(Stored items)
use std::collections::{HashMap, HashSet};
use std::sync::atomic::{AtomicU64, Ordering};
use std::sync::Arc;

use chrono::{DateTime, Utc};
use reqwest::Method;
use serde::Deserialize;
use tokio::sync::RwLock;
use tracing::{debug, warn};

use shared_config::AppConfig;
use shared_database::{StoreError, SupabaseClient};

use crate::models::{AvailabilitySnapshot, BookingError, SelectionKey};
use crate::services::slots;

#[derive(Deserialize)]
struct BookedTimeRow {
    time: String,
}

/// Computes the free slots for a (date, practitioner) selection: the fixed
/// daily grid minus the times already reserved. Each resolution fetches from
/// the store; results are kept per selection as a last-known-good fallback,
/// and a fetch only commits if no later fetch for the same selection has
/// started since.
#[derive(Clone)]
pub struct AvailabilityResolver {
    supabase: Arc<SupabaseClient>,
    grid: Arc<Vec<String>>,
    fetch_seq: Arc<AtomicU64>,
    cache: Arc<RwLock<HashMap<SelectionKey, CacheEntry>>>,
}

#[derive(Debug, Default)]
struct CacheEntry {
    latest_started: u64,
    committed_seq: u64,
    free_slots: Option<Vec<String>>,
    as_of: Option<DateTime<Utc>>,
}

impl CacheEntry {
    fn begin(&mut self, seq: u64) {
        if seq > self.latest_started {
            self.latest_started = seq;
        }
    }

    /// Applies a fetch result unless a later fetch for the same selection
    /// started in the meantime; superseded results are discarded.
    fn apply(&mut self, seq: u64, free_slots: Vec<String>, as_of: DateTime<Utc>) -> bool {
        if seq != self.latest_started {
            return false;
        }
        self.committed_seq = seq;
        self.free_slots = Some(free_slots);
        self.as_of = Some(as_of);
        true
    }

    fn to_snapshot(&self, key: &SelectionKey, stale: bool) -> Option<AvailabilitySnapshot> {
        Some(AvailabilitySnapshot {
            date: key.date,
            practitioner_id: key.practitioner_id.clone(),
            free_slots: self.free_slots.clone()?,
            stale,
            as_of: self.as_of?,
        })
    }
}

impl AvailabilityResolver {
    pub fn new(config: &AppConfig) -> Self {
        Self {
            supabase: Arc::new(SupabaseClient::new(config)),
            grid: Arc::new(slots::grid_for(&config.schedule)),
            fetch_seq: Arc::new(AtomicU64::new(0)),
            cache: Arc::new(RwLock::new(HashMap::new())),
        }
    }

    /// The full candidate grid, independent of any booking.
    pub fn grid(&self) -> &[String] {
        &self.grid
    }

    pub async fn resolve(
        &self,
        key: &SelectionKey,
        auth_token: Option<&str>,
    ) -> Result<AvailabilitySnapshot, BookingError> {
        let seq = self.fetch_seq.fetch_add(1, Ordering::SeqCst) + 1;
        {
            let mut cache = self.cache.write().await;
            cache.entry(key.clone()).or_default().begin(seq);
        }

        match self.fetch_booked_times(key, auth_token).await {
            Ok(booked) => {
                let free_slots = slots::subtract(&self.grid, &booked);
                let as_of = Utc::now();

                let mut cache = self.cache.write().await;
                let entry = cache.entry(key.clone()).or_default();
                if !entry.apply(seq, free_slots.clone(), as_of) {
                    debug!(
                        "Discarding superseded availability fetch for {} / {}",
                        key.date, key.practitioner_id
                    );
                    // A later fetch already committed; its result is the
                    // authoritative view of this selection.
                    if entry.committed_seq > seq {
                        if let Some(snapshot) = entry.to_snapshot(key, false) {
                            return Ok(snapshot);
                        }
                    }
                }

                Ok(AvailabilitySnapshot {
                    date: key.date,
                    practitioner_id: key.practitioner_id.clone(),
                    free_slots,
                    stale: false,
                    as_of,
                })
            }
            Err(err) => {
                warn!(
                    "Reservation store fetch failed for {} / {}: {}",
                    key.date, key.practitioner_id, err
                );
                // Keep showing the last list that could be fetched rather
                // than presenting an empty day as authoritative.
                let cache = self.cache.read().await;
                cache
                    .get(key)
                    .and_then(|entry| entry.to_snapshot(key, true))
                    .ok_or_else(|| BookingError::StoreUnavailable(err.to_string()))
            }
        }
    }

    async fn fetch_booked_times(
        &self,
        key: &SelectionKey,
        auth_token: Option<&str>,
    ) -> Result<HashSet<String>, StoreError> {
        let path = format!(
            "/rest/v1/reservations?select=time&date=eq.{}&practitioner_id=eq.{}",
            key.date,
            urlencoding::encode(&key.practitioner_id),
        );

        let rows: Vec<BookedTimeRow> = self
            .supabase
            .request(Method::GET, &path, auth_token, None)
            .await?;

        Ok(rows.into_iter().map(|row| row.time).collect())
    }
}
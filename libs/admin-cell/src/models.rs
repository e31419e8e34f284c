use chrono::NaiveDate;
use serde::{Deserialize, Serialize};
use thiserror::Error;

use shared_models::error::AppError;

/// A reservation entered directly from the admin panel. Inserted as Pending,
/// without the public form's validation steps.
#[derive(Debug, Clone, Serialize, Deserialize)]
pub struct NewReservation {
    pub patient_name: String,
    pub phone: String,
    pub practitioner_id: String,
    pub service_id: String,
    pub date: NaiveDate,
    pub time: String,
}

/// Field edits; only the provided fields are written.
#[derive(Debug, Clone, Default, Serialize, Deserialize)]
pub struct UpdateReservationRequest {
    pub patient_name: Option<String>,
    pub phone: Option<String>,
    pub practitioner_id: Option<String>,
    pub service_id: Option<String>,
    pub date: Option<NaiveDate>,
    pub time: Option<String>,
}

#[derive(Debug, Error)]
pub enum AdminError {
    #[error("Reservation not found")]
    NotFound,

    #[error("Validation error: {0}")]
    ValidationError(String),

    #[error("Reservation store is unavailable: {0}")]
    StoreUnavailable(String),

    #[error("Database error: {0}")]
    DatabaseError(String),
}

impl From<AdminError> for AppError {
    fn from(err: AdminError) -> Self {
        let message = err.to_string();
        match err {
            AdminError::NotFound => AppError::NotFound(message),
            AdminError::ValidationError(_) => AppError::ValidationError(message),
            AdminError::StoreUnavailable(_) => AppError::ExternalService(message),
            AdminError::DatabaseError(_) => AppError::Database(message),
        }
    }
}
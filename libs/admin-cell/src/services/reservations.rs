use std::sync::Arc;

use chrono::NaiveDate;
use reqwest::Method;
use serde_json::{json, Value};
use tracing::{debug, info};

use booking_cell::models::{Reservation, ReservationChange, ReservationStatus};
use booking_cell::services::feed::ReservationFeed;
use shared_config::AppConfig;
use shared_database::{StoreError, SupabaseClient};

use crate::models::{AdminError, NewReservation, UpdateReservationRequest};

const RESERVATION_COLUMNS: &str =
    "id,patient_name,phone,practitioner_id,service_id,date,time,status,created_at";

/// Administrative access to the reservation book. Every successful mutation
/// is published on the reservation feed so availability watchers react.
pub struct AdminReservationService {
    supabase: Arc<SupabaseClient>,
    feed: ReservationFeed,
}

impl AdminReservationService {
    pub fn new(config: &AppConfig, feed: ReservationFeed) -> Self {
        Self {
            supabase: Arc::new(SupabaseClient::new(config)),
            feed,
        }
    }

    /// The reservation book, ordered by date then time. With a date filter,
    /// only that day, ordered by time.
    pub async fn list(
        &self,
        date: Option<NaiveDate>,
        auth_token: &str,
    ) -> Result<Vec<Reservation>, AdminError> {
        let path = match date {
            Some(date) => format!(
                "/rest/v1/reservations?select={}&date=eq.{}&order=time.asc",
                RESERVATION_COLUMNS, date
            ),
            None => format!(
                "/rest/v1/reservations?select={}&order=date.asc,time.asc",
                RESERVATION_COLUMNS
            ),
        };

        let reservations: Vec<Reservation> = self
            .supabase
            .request(Method::GET, &path, Some(auth_token), None)
            .await
            .map_err(store_error)?;

        Ok(reservations)
    }

    pub async fn create(
        &self,
        new: NewReservation,
        auth_token: &str,
    ) -> Result<Reservation, AdminError> {
        let row = json!({
            "patient_name": new.patient_name,
            "phone": new.phone,
            "practitioner_id": new.practitioner_id,
            "service_id": new.service_id,
            "date": new.date,
            "time": new.time,
            "status": ReservationStatus::Pending,
        });

        let inserted: Vec<Reservation> = self
            .supabase
            .request_with_headers(
                Method::POST,
                "/rest/v1/reservations",
                Some(auth_token),
                Some(row),
                Some(representation_headers()),
            )
            .await
            .map_err(store_error)?;

        let reservation = inserted
            .into_iter()
            .next()
            .ok_or_else(|| AdminError::DatabaseError("Insert returned no rows".to_string()))?;

        info!("Reservation {} created by admin", reservation.id);
        self.feed.publish(ReservationChange::inserted(reservation.clone()));
        Ok(reservation)
    }

    /// One-way status transition Pending -> Confirmed.
    pub async fn confirm(&self, id: i64, auth_token: &str) -> Result<Reservation, AdminError> {
        debug!("Confirming reservation {}", id);
        self.patch(id, json!({ "status": ReservationStatus::Confirmed }), auth_token)
            .await
    }

    /// Writes the provided field subset.
    pub async fn update(
        &self,
        id: i64,
        request: UpdateReservationRequest,
        auth_token: &str,
    ) -> Result<Reservation, AdminError> {
        let mut fields = serde_json::Map::new();

        if let Some(patient_name) = request.patient_name {
            fields.insert("patient_name".to_string(), json!(patient_name));
        }
        if let Some(phone) = request.phone {
            fields.insert("phone".to_string(), json!(phone));
        }
        if let Some(practitioner_id) = request.practitioner_id {
            fields.insert("practitioner_id".to_string(), json!(practitioner_id));
        }
        if let Some(service_id) = request.service_id {
            fields.insert("service_id".to_string(), json!(service_id));
        }
        if let Some(date) = request.date {
            fields.insert("date".to_string(), json!(date));
        }
        if let Some(time) = request.time {
            fields.insert("time".to_string(), json!(time));
        }

        if fields.is_empty() {
            return Err(AdminError::ValidationError(
                "No fields to update".to_string(),
            ));
        }

        self.patch(id, Value::Object(fields), auth_token).await
    }

    pub async fn delete(&self, id: i64, auth_token: &str) -> Result<Reservation, AdminError> {
        let path = format!("/rest/v1/reservations?id=eq.{}", id);

        let deleted: Vec<Reservation> = self
            .supabase
            .request_with_headers(
                Method::DELETE,
                &path,
                Some(auth_token),
                None,
                Some(representation_headers()),
            )
            .await
            .map_err(store_error)?;

        let reservation = deleted.into_iter().next().ok_or(AdminError::NotFound)?;

        info!("Reservation {} deleted by admin", id);
        self.feed.publish(ReservationChange::deleted(reservation.clone()));
        Ok(reservation)
    }

    async fn patch(
        &self,
        id: i64,
        fields: Value,
        auth_token: &str,
    ) -> Result<Reservation, AdminError> {
        let path = format!("/rest/v1/reservations?id=eq.{}", id);

        let updated: Vec<Reservation> = self
            .supabase
            .request_with_headers(
                Method::PATCH,
                &path,
                Some(auth_token),
                Some(fields),
                Some(representation_headers()),
            )
            .await
            .map_err(store_error)?;

        let reservation = updated.into_iter().next().ok_or(AdminError::NotFound)?;

        self.feed.publish(ReservationChange::updated(reservation.clone()));
        Ok(reservation)
    }
}

fn representation_headers() -> reqwest::header::HeaderMap {
    let mut headers = reqwest::header::HeaderMap::new();
    headers.insert(
        "Prefer",
        reqwest::header::HeaderValue::from_static("return=representation"),
    );
    headers
}

fn store_error(err: StoreError) -> AdminError {
    match err {
        StoreError::Unreachable(msg) => AdminError::StoreUnavailable(msg),
        StoreError::NotFound(_) => AdminError::NotFound,
        other => AdminError::DatabaseError(other.to_string()),
    }
}
use std::net::SocketAddr;
use std::sync::Arc;

use dotenv::dotenv;
use tokio::net::TcpListener;
use tower_http::cors::{Any, CorsLayer};
use tower_http::trace::{self, TraceLayer};
use tracing::{info, Level};
use tracing_subscriber::{layer::SubscriberExt, util::SubscriberInitExt};

mod router;

use booking_cell::BookingState;
use shared_config::AppConfig;

#[tokio::main]
async fn main() {
    // Loading Env Vars
    dotenv().ok();

    // Initialize tracing
    tracing_subscriber::registry()
        .with(tracing_subscriber::EnvFilter::new(
            std::env::var("RUST_LOG").unwrap_or_else(|_| "info,tower_http=debug".into()),
        ))
        .with(tracing_subscriber::fmt::layer())
        .init();

    info!("Starting ApexCare booking API server");

    // Load configuration
    let config = Arc::new(AppConfig::from_env());
    info!(
        "Slot grid: {:02}:00-{:02}:00 every {} minutes, clinic timezone {}",
        config.schedule.open_hour,
        config.schedule.close_hour,
        config.schedule.slot_minutes,
        config.clinic_timezone
    );

    // Shared state: config, reservation change feed, availability resolver
    let state = BookingState::new(config);

    // Set up CORS
    let cors = CorsLayer::new()
        .allow_origin(Any)
        .allow_methods(Any)
        .allow_headers(Any);

    // Build the application router
    let app = router::create_router(state)
        .layer(
            TraceLayer::new_for_http()
                .make_span_with(trace::DefaultMakeSpan::new().level(Level::INFO))
                .on_response(trace::DefaultOnResponse::new().level(Level::INFO)),
        )
        .layer(cors);

    // Run the server
    let addr = SocketAddr::from(([0, 0, 0, 0], 3000));
    info!("Listening on {}", addr);

    let listener = TcpListener::bind(addr).await.unwrap();
    axum::serve(listener, app).await.unwrap();
}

→ **Activity**: Return, exactly, the lines from the first line of the records above to the line containing "#[derive(Clone)]", both included.

→ **The answer**:
use std::collections::{HashMap, HashSet};
use std::sync::atomic::{AtomicU64, Ordering};
use std::sync::Arc;

use chrono::{DateTime, Utc};
use reqwest::Method;
use serde::Deserialize;
use tokio::sync::RwLock;
use tracing::{debug, warn};

use shared_config::AppConfig;
use shared_database::{StoreError, SupabaseClient};

use crate::models::{AvailabilitySnapshot, BookingError, SelectionKey};
use crate::services::slots;

#[derive(Deserialize)]
struct BookedTimeRow {
    time: String,
}

/// Computes the free slots for a (date, practitioner) selection: the fixed
/// daily grid minus the times already reserved. Each resolution fetches from
/// the store; results are kept per selection as a last-known-good fallback,
/// and a fetch only commits if no later fetch for the same selection has
/// started since.
#[derive(Clone)]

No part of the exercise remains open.